• [What you have to do] Every line from the line containing "#[derive(Debug, Error)]" through the final line below is to be repeated exactly; no other line is.

Provided records START

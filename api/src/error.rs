use axum::http::StatusCode;
use axum::response::{IntoResponse, Response};
use axum::Json;
use serde_json::json;

pub enum ApiError {
    NotFound(String),
    BadRequest(String),
    Internal(String),
}

impl IntoResponse for ApiError {
    fn into_response(self) -> Response {
        let (status, message) = match self {
            ApiError::NotFound(msg) => (StatusCode::NOT_FOUND, msg),
            ApiError::BadRequest(msg) => (StatusCode::BAD_REQUEST, msg),
            ApiError::Internal(msg) => (StatusCode::INTERNAL_SERVER_ERROR, msg),
        };
        (status, Json(json!({ "error": message }))).into_response()
    }
}

impl From<scour_store::StoreError> for ApiError {
    fn from(e: scour_store::StoreError) -> Self {
        ApiError::Internal(e.to_string())
    }
}
use thiserror::Error;

#[derive(Debug, Error)]
pub enum ProxyError {
    #[error("no pool named '{0}'")]
    PoolNotFound(String),

    #[error("no healthy proxy available in pool '{0}'")]
    NoHealthyProxy(String),
}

Provided records END

• [Expected answer]
#[derive(Debug, Error)]
pub enum ProxyError {
    #[error("no pool named '{0}'")]
    PoolNotFound(String),

    #[error("no healthy proxy available in pool '{0}'")]
    NoHealthyProxy(String),
}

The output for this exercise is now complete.